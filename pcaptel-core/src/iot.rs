//! MQTT device/broker/cloud traffic patterns.
//!
//! Only pairs whose earlier packet is IP/TCP on an MQTT port are looked at.
//! The earlier packet's payload size decides the pattern:
//!
//! | payload                         | pattern                          |
//! |---------------------------------|----------------------------------|
//! | `< 100`                         | device-to-broker (small message) |
//! | `> 1000`                        | broker aggregation (bundle)      |
//! | `> 5000` on a sustained flow    | cloud upload                     |

use std::collections::{BTreeMap, HashMap};
use std::net::IpAddr;

use serde::Serialize;

use crate::config::{AnalysisConfig, MQTT_PORTS};
use crate::delay::{DelayBuckets, DelayCategory, DelayRecord};
use crate::flow::FlowKey;
use crate::packet::PacketRecord;
use crate::report::{DeviceMix, IotMetrics, UploadStats};
use crate::stats::Summary;

/// Kind of MQTT message a device sent.
#[derive(Debug, Clone, Copy, PartialEq, Eq, Serialize)]
#[serde(rename_all = "lowercase")]
pub enum MessageKind {
    Small,
    Bundle,
}

/// One classified MQTT message from a device.
#[derive(Debug, Clone, PartialEq, Serialize)]
pub struct DeviceMessage {
    pub timestamp: f64,
    pub size: usize,
    pub kind: MessageKind,
}

/// A broker-aggregated bundle.
#[derive(Debug, Clone, PartialEq, Serialize)]
pub struct Bundle {
    pub timestamp: f64,
    pub size: usize,
    pub flow: FlowKey,
}

/// A large transfer on a sustained flow.
#[derive(Debug, Clone, PartialEq, Serialize)]
pub struct UploadSample {
    pub timestamp: f64,
    pub size: usize,
    pub flow: FlowKey,
    pub delay_ms: f64,
}

/// Detects IoT traffic patterns over consecutive packet pairs.
#[derive(Debug)]
pub struct IotPatternDetector {
    small_payload_max: usize,
    bundle_payload_min: usize,
    upload_payload_min: usize,
    sustained_flow_min_packets: u64,
    mqtt_pairs: usize,
    bundles: Vec<Bundle>,
    bundle_sizes: Vec<f64>,
    aggregation_intervals: Vec<f64>,
    last_bundle_time: HashMap<FlowKey, f64>,
    uploads: Vec<UploadSample>,
    devices: HashMap<IpAddr, Vec<DeviceMessage>>,
}

impl IotPatternDetector {
    pub fn new(config: &AnalysisConfig) -> Self {
        Self {
            small_payload_max: config.small_payload_max,
            bundle_payload_min: config.bundle_payload_min,
            upload_payload_min: config.upload_payload_min,
            sustained_flow_min_packets: config.sustained_flow_min_packets,
            mqtt_pairs: 0,
            bundles: Vec::new(),
            bundle_sizes: Vec::new(),
            aggregation_intervals: Vec::new(),
            last_bundle_time: HashMap::new(),
            uploads: Vec::new(),
            devices: HashMap::new(),
        }
    }

    /// Inspect one packet pair.
    ///
    /// `flow_packets` is the number of payload-bearing packets the flow
    /// tracker had already seen on the earlier packet's flow. Returns
    /// `false` when the pair is not MQTT traffic.
    pub fn observe_pair(
        &mut self,
        earlier: &PacketRecord,
        later: &PacketRecord,
        delay_ms: f64,
        flow_packets: u64,
        buckets: &mut DelayBuckets,
    ) -> bool {
        let (Some(ip), Some(tcp), Some(flow)) = (&earlier.ip, earlier.tcp(), earlier.flow_key())
        else {
            return false;
        };
        if !later.has_ip() || !tcp.uses_port(&MQTT_PORTS) {
            return false;
        }
        self.mqtt_pairs += 1;

        let now = earlier.timestamp;
        let payload_size = tcp.payload_len;
        let record = || {
            DelayRecord::new(now, delay_ms)
                .between(flow.src_ip, flow.dst_ip)
                .with_size(payload_size)
        };
        let mut classified = false;

        if payload_size < self.small_payload_max {
            buckets.push(DelayCategory::DeviceToBroker, record());
            classified = true;
        }

        if payload_size > self.bundle_payload_min {
            buckets.push(DelayCategory::BrokerAggregation, record());
            self.bundles.push(Bundle {
                timestamp: now,
                size: payload_size,
                flow,
            });
            self.bundle_sizes.push(payload_size as f64);
            if let Some(previous) = self.last_bundle_time.insert(flow, now) {
                self.aggregation_intervals.push((now - previous).max(0.0));
            }
            classified = true;
        }

        if payload_size > self.upload_payload_min && flow_packets > self.sustained_flow_min_packets {
            buckets.push(DelayCategory::CloudUpload, record());
            self.uploads.push(UploadSample {
                timestamp: now,
                size: payload_size,
                flow,
                delay_ms: delay_ms.max(0.0),
            });
        }

        if classified {
            let kind = if payload_size < self.small_payload_max {
                MessageKind::Small
            } else {
                MessageKind::Bundle
            };
            self.devices.entry(ip.src).or_default().push(DeviceMessage {
                timestamp: now,
                size: payload_size,
                kind,
            });
        }

        true
    }

    pub fn bundles(&self) -> &[Bundle] {
        &self.bundles
    }

    pub fn aggregation_intervals(&self) -> &[f64] {
        &self.aggregation_intervals
    }

    pub fn uploads(&self) -> &[UploadSample] {
        &self.uploads
    }

    pub fn device_messages(&self, device: &IpAddr) -> &[DeviceMessage] {
        self.devices.get(device).map(Vec::as_slice).unwrap_or(&[])
    }

    /// Small/bundle counts per device.
    pub fn device_mix(&self) -> BTreeMap<String, DeviceMix> {
        self.devices
            .iter()
            .map(|(device, messages)| {
                let small = messages
                    .iter()
                    .filter(|m| m.kind == MessageKind::Small)
                    .count();
                let mix = DeviceMix {
                    small,
                    bundle: messages.len() - small,
                    total: messages.len(),
                };
                (device.to_string(), mix)
            })
            .collect()
    }

    /// IoT section of the report, absent when the capture had no MQTT traffic.
    pub fn finish(&self) -> Option<IotMetrics> {
        if self.mqtt_pairs == 0 {
            return None;
        }

        let upload_delays: Vec<f64> = self.uploads.iter().map(|u| u.delay_ms).collect();
        Some(IotMetrics {
            bundle_sizes: Summary::of(&self.bundle_sizes),
            aggregation_intervals: Summary::of(&self.aggregation_intervals),
            uploads: UploadStats {
                count: self.uploads.len(),
                total_bytes: self.uploads.iter().map(|u| u.size as u64).sum(),
                delay_ms: Summary::of(&upload_delays),
            },
            devices: self.device_mix(),
        })
    }
}

#[cfg(test)]
mod tests {
    use super::*;
    use crate::packet::TcpSegment;
    use std::net::Ipv4Addr;

    fn device() -> IpAddr {
        IpAddr::V4(Ipv4Addr::new(192, 168, 0, 10))
    }

    fn broker() -> IpAddr {
        IpAddr::V4(Ipv4Addr::new(192, 168, 0, 1))
    }

    fn mqtt(ts: f64, seq: u32, payload: usize) -> PacketRecord {
        PacketRecord::new(ts, 54 + payload)
            .with_ip(device(), broker(), 6)
            .with_tcp(TcpSegment::new(40000, 1883, seq, payload))
    }

    fn detector() -> IotPatternDetector {
        IotPatternDetector::new(&AnalysisConfig::default())
    }

    #[test]
    fn test_small_message() {
        let mut iot = detector();
        let mut buckets = DelayBuckets::default();
        assert!(iot.observe_pair(&mqtt(0.0, 1, 40), &mqtt(0.01, 41, 40), 10.0, 0, &mut buckets));
        assert_eq!(buckets.get(DelayCategory::DeviceToBroker).len(), 1);
        assert_eq!(iot.device_messages(&device())[0].kind, MessageKind::Small);
    }

    #[test]
    fn test_medium_payload_only_counts_pair() {
        let mut iot = detector();
        let mut buckets = DelayBuckets::default();
        assert!(iot.observe_pair(&mqtt(0.0, 1, 500), &mqtt(0.01, 501, 40), 10.0, 0, &mut buckets));
        assert!(iot.device_messages(&device()).is_empty());
        assert!(buckets.get(DelayCategory::DeviceToBroker).is_empty());
        assert!(buckets.get(DelayCategory::BrokerAggregation).is_empty());
        assert!(iot.finish().is_some());
    }

    #[test]
    fn test_bundle_and_aggregation_interval() {
        let mut iot = detector();
        let mut buckets = DelayBuckets::default();
        iot.observe_pair(&mqtt(10.0, 1, 1500), &mqtt(10.5, 1501, 10), 500.0, 0, &mut buckets);
        iot.observe_pair(&mqtt(12.0, 1511, 1500), &mqtt(12.5, 3011, 10), 500.0, 2, &mut buckets);

        assert_eq!(buckets.get(DelayCategory::BrokerAggregation).len(), 2);
        assert_eq!(iot.bundles().len(), 2);
        assert_eq!(iot.aggregation_intervals(), &[2.0]);

        let metrics = iot.finish().unwrap();
        assert_eq!(metrics.bundle_sizes.count, 2);
        assert_eq!(metrics.bundle_sizes.avg, 1500.0);
        assert_eq!(metrics.aggregation_intervals.avg, 2.0);
        let mix = metrics.devices["192.168.0.10"];
        assert_eq!(mix, DeviceMix { small: 0, bundle: 2, total: 2 });
    }

    #[test]
    fn test_upload_needs_sustained_flow() {
        let mut iot = detector();
        let mut buckets = DelayBuckets::default();
        iot.observe_pair(&mqtt(0.0, 1, 6000), &mqtt(0.1, 6001, 10), 100.0, 5, &mut buckets);
        assert!(iot.uploads().is_empty());

        iot.observe_pair(&mqtt(0.1, 6001, 6000), &mqtt(0.2, 12001, 10), 100.0, 6, &mut buckets);
        assert_eq!(iot.uploads().len(), 1);
        assert_eq!(buckets.get(DelayCategory::CloudUpload).len(), 1);
        // Uploads are bundles too
        assert_eq!(buckets.get(DelayCategory::BrokerAggregation).len(), 2);

        let metrics = iot.finish().unwrap();
        assert_eq!(metrics.uploads.count, 1);
        assert_eq!(metrics.uploads.total_bytes, 6000);
    }

    #[test]
    fn test_non_mqtt_ignored() {
        let mut iot = detector();
        let mut buckets = DelayBuckets::default();
        let http = PacketRecord::new(0.0, 100)
            .with_ip(device(), broker(), 6)
            .with_tcp(TcpSegment::new(40000, 80, 1, 40));
        assert!(!iot.observe_pair(&http, &http, 0.0, 0, &mut buckets));
        assert!(iot.finish().is_none());
    }

    #[test]
    fn test_tls_broker_source_port() {
        let mut iot = detector();
        let mut buckets = DelayBuckets::default();
        let reply = PacketRecord::new(0.0, 100)
            .with_ip(broker(), device(), 6)
            .with_tcp(TcpSegment::new(8883, 40000, 1, 40));
        assert!(iot.observe_pair(&reply, &mqtt(0.01, 1, 40), 10.0, 0, &mut buckets));
        assert_eq!(buckets.get(DelayCategory::DeviceToBroker).len(), 1);
        assert_eq!(iot.device_messages(&broker()).len(), 1);
    }

    #[test]
    fn test_later_packet_needs_ip() {
        let mut iot = detector();
        let mut buckets = DelayBuckets::default();
        let arp = PacketRecord::new(0.1, 42);
        assert!(!iot.observe_pair(&mqtt(0.0, 1, 40), &arp, 100.0, 0, &mut buckets));
    }
}
//! Loading a capture file into engine records.

use std::path::Path;

use pcaptel_core::{AnalysisReport, PacketAnalyzer, PacketRecord};
use tracing::{info, warn};

use crate::decode::{DecodeStats, FrameDecoder};
use crate::error::Result;
use crate::pcap::PcapReader;

/// A decoded capture, in file order.
#[derive(Debug, Clone)]
pub struct Capture {
    pub records: Vec<PacketRecord>,
    pub stats: DecodeStats,
}

impl Capture {
    /// Read and decode every frame of a PCAP/PCAPNG file.
    pub fn load<P: AsRef<Path>>(path: P) -> Result<Self> {
        let reader = PcapReader::open(path.as_ref())?;
        let mut decoder = FrameDecoder::new();
        let mut records = Vec::new();

        for raw in reader {
            records.push(decoder.decode(&raw?));
        }

        let stats = decoder.stats();
        if stats.partial > 0 || stats.unsupported_link > 0 {
            warn!(
                partial = stats.partial,
                unsupported_link = stats.unsupported_link,
                "some frames could not be fully decoded"
            );
        }
        info!(frames = stats.frames, path = %path.as_ref().display(), "capture loaded");

        Ok(Self { records, stats })
    }

    pub fn analyze(&self, analyzer: &PacketAnalyzer) -> Result<AnalysisReport> {
        Ok(analyzer.analyze(&self.records)?)
    }
}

____

* **INSTRUCTIONS TO FOLLOW**
Write out exactly the lines from the start of the material through the line with "(small message) |". No other output is expected.

* **EXERCISE RESPONSE**
filename pcaptel-core/src/iot.rs
//! MQTT device/broker/cloud traffic patterns.
//!
//! Only pairs whose earlier packet is IP/TCP on an MQTT port are looked at.
//! The earlier packet's payload size decides the pattern:
//!
//! | payload                         | pattern                          |
//! |---------------------------------|----------------------------------|
//! | `< 100`                         | device-to-broker (small message) |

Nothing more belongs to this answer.